3 out of 5 stars Excellent Critics' Choice Randolph Scott western-double-feature #1 from yesteryear.......2007-01-28

The two black and white westerns featured here are both excellent western fare although "Abilene Town" is the main event here and is without doubt the better film, although perfectly viewable it is let down by a less than perfect transfer to DVD (Star rating reduced accordingly). Strangely enough although eleven years older and somewhat dated "The Fighting Westerner" transfer to DVD is excellent! All well worth the low asking price from Amazon.

ABILENE TOWN (1946 - 89 Minutes).
Based on the novel "Trail Town" by Ernest Haycox and well scripted by Harold Shumate with some excellent one-liners - The story is set in Kansas five years after the end of the Civil War. Abilene is the town at the end of the Chisholm Trail and depicts the struggle between cattlemen and homesteaders in between the two is upright town marshal Dan Mitchell (Randolph Scott) who is trying to calm down the homesteaders led by a head-strong Henry Dreiser (Lloyd Bridges) whilst routing out the corrupt cattlemen. Vying for the marshal's attention is dance hall queen Rita (Ann Dvorak) and general store keeper Ed Balder's (Howard Freeman) daughter Sherry (Rhonda Fleming). Jet Younger (Jack Lampart) is wanted for a train robbery and an out-of-town murder; Dan sets off to capture him with county sheriff "Bravo" Trimble (Edgar Buchanan). Later the homesteaders fence off the cattle trail, leading to the cattlemen stampeding the cattle across the homesteaders land resulting in several deaths. Culminating in both sides facing each other across the streets of Abilene.

Directed by Edward L. Marin with some nice Fordian touches like the hymn singing in the church with the 23-year old Rhonda Fleming in fine voice, also the haunting strains of `Glory Glory Hallelujah' at the homesteaders camp. Marin also seemed to have Scott alternately (according to his attire) to look like Gary Cooper or William S. Hart. On its release in January '46, critics of the day reported that "Scott showed his age (47) also he looked tired and in need of a rest" Indeed little or no rest lay ahead for him as over the next 15 years discounting a cameo appearance he made another 40 films 38 of them westerns; half-a-dozen of them minor-masterpieces and culminating in Sam Peckinpah's elegiac RIDE THE HIGH COUNTRY (1962).

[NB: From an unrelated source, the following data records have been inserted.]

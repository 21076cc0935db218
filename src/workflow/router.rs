//! Conditional edges of the workflow graph
//!
//! Pure functions of the merged state. The iteration cap is enforced here,
//! not inside Research.

use super::{Route, Stage};
use crate::state::{InvestigationState, Status};

/// Solutions below this confidence send the run back to Research while
/// iterations remain.
pub const LOW_CONFIDENCE_THRESHOLD: f64 = 0.3;

/// Research again iff Research asked to stay and the cap is not reached.
pub fn next_after_research(state: &InvestigationState) -> Stage {
    if state.status == Status::Researching && state.iterations_remaining() {
        Stage::Research
    } else {
        Stage::Audit
    }
}

/// Low-confidence refinement takes priority over approval.
pub fn next_after_solve(state: &InvestigationState) -> Route {
    if state.solution_confidence < LOW_CONFIDENCE_THRESHOLD && state.iterations_remaining() {
        Route::Stage(Stage::Research)
    } else if state.needs_human_approval {
        Route::Stage(Stage::Approve)
    } else {
        Route::End
    }
}

/// Full edge table.
pub fn successor(stage: Stage, state: &InvestigationState) -> Route {
    match stage {
        Stage::Diagnose => Route::Stage(Stage::Research),
        Stage::Research => Route::Stage(next_after_research(state)),
        Stage::Audit => Route::Stage(Stage::Solve),
        Stage::Solve => next_after_solve(state),
        Stage::Approve => Route::End,
    }
}

#[cfg(test)]
mod tests {
    use super::*;

    fn state(status: Status, iterations: u32, max: u32) -> InvestigationState {
        let mut state = InvestigationState::new("err", max);
        state.status = status;
        state.iterations = iterations;
        state
    }

    #[test]
    fn research_loops_only_while_researching_and_under_cap() {
        assert_eq!(next_after_research(&state(Status::Researching, 1, 3)), Stage::Research);
        assert_eq!(next_after_research(&state(Status::Researching, 3, 3)), Stage::Audit);
        assert_eq!(next_after_research(&state(Status::Auditing, 1, 3)), Stage::Audit);
    }

    #[test]
    fn solve_routes_by_confidence_then_approval() {
        let mut s = state(Status::Complete, 1, 3);
        s.solution_confidence = 0.9;
        assert_eq!(next_after_solve(&s), Route::End);

        s.needs_human_approval = true;
        assert_eq!(next_after_solve(&s), Route::Stage(Stage::Approve));

        s.solution_confidence = 0.2;
        assert_eq!(next_after_solve(&s), Route::Stage(Stage::Research));

        s.iterations = 3;
        assert_eq!(next_after_solve(&s), Route::Stage(Stage::Approve));

        s.needs_human_approval = false;
        assert_eq!(next_after_solve(&s), Route::End);
    }

    #[test]
    fn threshold_is_exclusive() {
        let mut s = state(Status::Complete, 0, 3);
        s.solution_confidence = LOW_CONFIDENCE_THRESHOLD;
        assert_eq!(next_after_solve(&s), Route::End);
    }

    #[test]
    fn routing_is_idempotent() {
        let mut s = state(Status::Researching, 2, 3);
        s.solution_confidence = 0.1;
        assert_eq!(next_after_research(&s), next_after_research(&s));
        assert_eq!(next_after_solve(&s), next_after_solve(&s));
        for stage in [Stage::Diagnose, Stage::Research, Stage::Audit, Stage::Solve, Stage::Approve] {
            assert_eq!(successor(stage, &s), successor(stage, &s));
        }
    }

    #[test]
    fn fixed_edges() {
        let s = state(Status::Investigating, 0, 3);
        assert_eq!(successor(Stage::Diagnose, &s), Route::Stage(Stage::Research));
        assert_eq!(successor(Stage::Audit, &s), Route::Stage(Stage::Solve));
        assert_eq!(successor(Stage::Approve, &s), Route::End);
    }
}
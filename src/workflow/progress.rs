//! Progress notifications for callers that display a run as it happens

use super::Stage;
use crate::state::Status;
use std::sync::Arc;

/// Events emitted while an investigation runs.
#[derive(Debug, Clone, PartialEq)]
pub enum ProgressEvent {
    StageStarted {
        stage: Stage,
        /// Research passes completed so far
        iteration: u32,
    },
    StageFinished {
        stage: Stage,
        status: Status,
    },
    /// One query failed; Research continues with the rest.
    SearchFailed { query: String, reason: String },
    /// A file pattern or path could not be read; Audit continues.
    FileSkipped { path: String, reason: String },
    /// The run halted at the approval checkpoint.
    ApprovalRequired {
        pending_action: String,
        proposed_solution: String,
    },
}

pub type ProgressSink = Arc<dyn Fn(&ProgressEvent) + Send + Sync>;

/// Optional sink; emitting without one is a no-op.
#[derive(Clone, Default)]
pub struct Progress {
    sink: Option<ProgressSink>,
}

impl Progress {
    pub fn new(sink: ProgressSink) -> Self {
        Self { sink: Some(sink) }
    }

    pub fn emit(&self, event: ProgressEvent) {
        if let Some(sink) = &self.sink {
            sink(&event);
        }
    }
}

impl std::fmt::Debug for Progress {
    fn fmt(&self, f: &mut std::fmt::Formatter<'_>) -> std::fmt::Result {
        f.debug_struct("Progress")
            .field("attached", &self.sink.is_some())
            .finish()
    }
}
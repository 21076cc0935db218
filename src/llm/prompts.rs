//! Prompt templates for each workflow stage
//!
//! Every stage asks for a JSON object first. The labeled field names listed
//! in each template's fallback section are what the extractor scans for when
//! the model ignores the JSON instruction.

use crate::state::InvestigationState;

pub const DIAGNOSE_SYSTEM: &str = r#"You are an on-call site reliability engineer triaging a production failure. You read error logs and stack traces and decide which category of failure they describe, which components are involved, and what to look at first.

You are comfortable with databases (PostgreSQL, MySQL, MongoDB, Redis), containers and orchestration (Docker, Kubernetes), cloud platforms (AWS, GCP, Azure), web frameworks, message queues, networking and authentication systems.

Be concrete. Prefer specific component names over generic ones."#;

pub const DIAGNOSE_USER: &str = r#"Triage this error log.

ERROR LOG:
```
{error_log}
```

Respond with a single JSON object:
{
  "error_type": "database|network|authentication|configuration|code_bug|dependency|resource_exhaustion|permission|timeout|unknown",
  "error_summary": "one sentence in plain English",
  "affected_components": ["component", "..."],
  "search_keywords": ["2-3 specific search queries for documentation or Q&A sites"],
  "files_to_check": ["file name patterns that may hold the fault, e.g. docker-compose.yml"],
  "severity": "low|medium|high|critical",
  "immediate_actions": ["quick check", "..."]
}

If you cannot produce JSON, answer with these labeled lines instead:
ERROR_TYPE, ERROR_SUMMARY, AFFECTED_COMPONENTS, SEARCH_QUERIES, FILES_TO_CHECK, SEVERITY, IMMEDIATE_ACTIONS
(comma-separated values for lists)."#;

pub const RESEARCH_SYSTEM: &str = r#"You are a technical researcher. You read search results about a software failure and pull out what actually fixes it.

Report solutions rather than restating the problem. Note where several sources agree, call out caveats, and prefer official documentation over forum answers when they conflict."#;

pub const RESEARCH_USER: &str = r#"Summarize what these search results say about the failure below.

ERROR SUMMARY:
{error_summary}

ERROR TYPE: {error_type}

SEARCH RESULTS:
{search_results}

Respond with a single JSON object:
{
  "relevant_solutions": [
    {"solution_summary": "what to do", "source_url": "where it came from", "confidence": "low|medium|high"}
  ],
  "common_patterns": ["pattern seen in several sources"],
  "warnings": ["pitfall to avoid"],
  "confidence": "low|medium|high",
  "needs_more_research": false,
  "refined_query": "a narrower query when more research is needed, otherwise null"
}

If you cannot produce JSON, answer with these labeled lines instead:
RELEVANT_FINDINGS, COMMON_SOLUTIONS, POTENTIAL_PITFALLS, CONFIDENCE_LEVEL, NEED_MORE_RESEARCH (yes|no), REFINED_QUERY"#;

pub const AUDIT_SYSTEM: &str = r#"You are a senior engineer reviewing code for the cause of a specific failure.

Look for wrong configuration values (hosts, ports, credentials), logic errors that could raise the reported error, missing error handling, leaked resources such as unclosed connections, and version or compatibility mismatches."#;

pub const AUDIT_USER: &str = r#"Review these files in light of the failure being investigated.

ERROR SUMMARY:
{error_summary}

ERROR TYPE: {error_type}

RESEARCH FINDINGS:
{research_findings}

CODE FILES:
{code_context}

Answer in prose with these sections:
LIKELY_CAUSE: the most probable cause given the code and the error
PROBLEMATIC_SECTIONS: quote the lines or blocks involved
MISSING_ELEMENTS: absent error handling, configuration or logic
CODE_QUALITY_NOTES: anything else worth fixing"#;

pub const SOLVE_SYSTEM: &str = r#"You are a senior DevOps engineer writing the fix for an incident.

Your fix must be specific enough to carry out, safe (flag anything destructive), and explained well enough that the reader understands what changes and why. Consider downtime, rollback and security impact."#;

pub const SOLVE_USER: &str = r#"Propose a fix based on the whole investigation.

ERROR SUMMARY:
{error_summary}

ERROR TYPE:
{error_type}

RESEARCH FINDINGS:
{research_findings}

CODE ANALYSIS:
{code_analysis}

Respond with a single JSON object:
{
  "root_cause": "one paragraph",
  "solution_summary": "what needs to be done",
  "confidence_score": 0.0,
  "step_by_step": ["first step", "second step"],
  "executable_commands": ["command"],
  "file_changes": [
    {"file_path": "path", "description": "what changes", "before": "old text", "after": "new text"}
  ],
  "requires_approval": false,
  "approval_reason": "why approval is needed, or null",
  "prevention": "how to avoid a repeat",
  "verification": "how to confirm the fix"
}

confidence_score is between 0.0 and 1.0. Set requires_approval to true for destructive or risky operations.

If you cannot produce JSON, answer with these labeled lines instead:
DIAGNOSIS_SUMMARY, SOLUTION_CONFIDENCE, PROPOSED_SOLUTION, STEP_BY_STEP (numbered lines), CODE_CHANGES, COMMANDS_TO_RUN, REQUIRES_APPROVAL (yes|no), APPROVAL_REASON, PREVENTION, VERIFICATION"#;

pub const EXPLAIN_SYSTEM: &str = r#"You explain incident investigations to engineers who were not on call.

Write in plain sentences and short paragraphs. Say what broke, why, and what the fix does. Do not repeat raw logs."#;

/// Substitute `{name}` placeholders in one pass, so substituted text is never
/// rescanned. Unknown placeholders are left intact.
fn fill(template: &str, values: &[(&str, &str)]) -> String {
    let mut out = String::with_capacity(template.len());
    let mut rest = template;
    while let Some(open) = rest.find('{') {
        out.push_str(&rest[..open]);
        let tail = &rest[open..];
        let hit = values.iter().find_map(|(name, value)| {
            let key = format!("{{{}}}", name);
            tail.starts_with(&key).then(|| (key.len(), *value))
        });
        match hit {
            Some((len, value)) => {
                out.push_str(value);
                rest = &tail[len..];
            }
            None => {
                out.push('{');
                rest = &tail[1..];
            }
        }
    }
    out.push_str(rest);
    out
}

pub fn diagnose_prompt(error_log: &str) -> String {
    fill(DIAGNOSE_USER, &[("error_log", error_log)])
}

pub fn research_prompt(state: &InvestigationState, search_results: &str) -> String {
    fill(
        RESEARCH_USER,
        &[
            ("error_summary", state.error_summary.as_str()),
            ("error_type", state.error_type.as_str()),
            ("search_results", search_results),
        ],
    )
}

pub fn audit_prompt(state: &InvestigationState, code_context: &str) -> String {
    fill(
        AUDIT_USER,
        &[
            ("error_summary", state.error_summary.as_str()),
            ("error_type", state.error_type.as_str()),
            ("research_findings", state.research_findings.join("\n").as_str()),
            ("code_context", code_context),
        ],
    )
}

pub fn solve_prompt(state: &InvestigationState) -> String {
    let code_analysis = if state.code_context.trim().is_empty() {
        "No code analysis available"
    } else {
        state.code_context.as_str()
    };
    fill(
        SOLVE_USER,
        &[
            ("error_summary", state.error_summary.as_str()),
            ("error_type", state.error_type.as_str()),
            ("research_findings", state.research_findings.join("\n").as_str()),
            ("code_analysis", code_analysis),
        ],
    )
}

pub fn explain_prompt(state: &InvestigationState) -> String {
    let steps = state
        .solution_steps
        .iter()
        .enumerate()
        .map(|(i, step)| format!("{}. {}", i + 1, step))
        .collect::<Vec<_>>()
        .join("\n");
    format!(
        "Explain this investigation to a teammate.\n\n\
         ERROR TYPE: {}\n\
         SUMMARY: {}\n\n\
         PROPOSED SOLUTION:\n{}\n\n\
         STEPS:\n{}\n\n\
         Cover what went wrong, why the fix should work and what to watch for afterwards.",
        state.error_type,
        state.error_summary,
        state.proposed_solution,
        if steps.is_empty() { "(none)" } else { steps.as_str() }
    )
}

THE FIGHTING WESTERNER (1935 - 70 Minutes).
Formerly known as "Rocky Mountain Mystery" Based on a Zane Grey story "Golden Dreams" this charming early Randolph Scott contemporary western is, more or less a semi-comic murder mystery set in the West. Mining engineer Larry Sutton (Randolph Scott) teams up with a cantankerous Deputy Sheriff "Tex" Murdock (Charles "Chic" Sale) to solve a series of murders in a Nevadan Radium Mine. James Ballard (George Marion Sr.) has hired Sutton for his mining expertise on arrival at the mine he is fired on by Rita Ballard (Ann Sheridan). From here on in the story moves at a fast pace as Sutton and Co try to solve the Rocky Mountain mystery.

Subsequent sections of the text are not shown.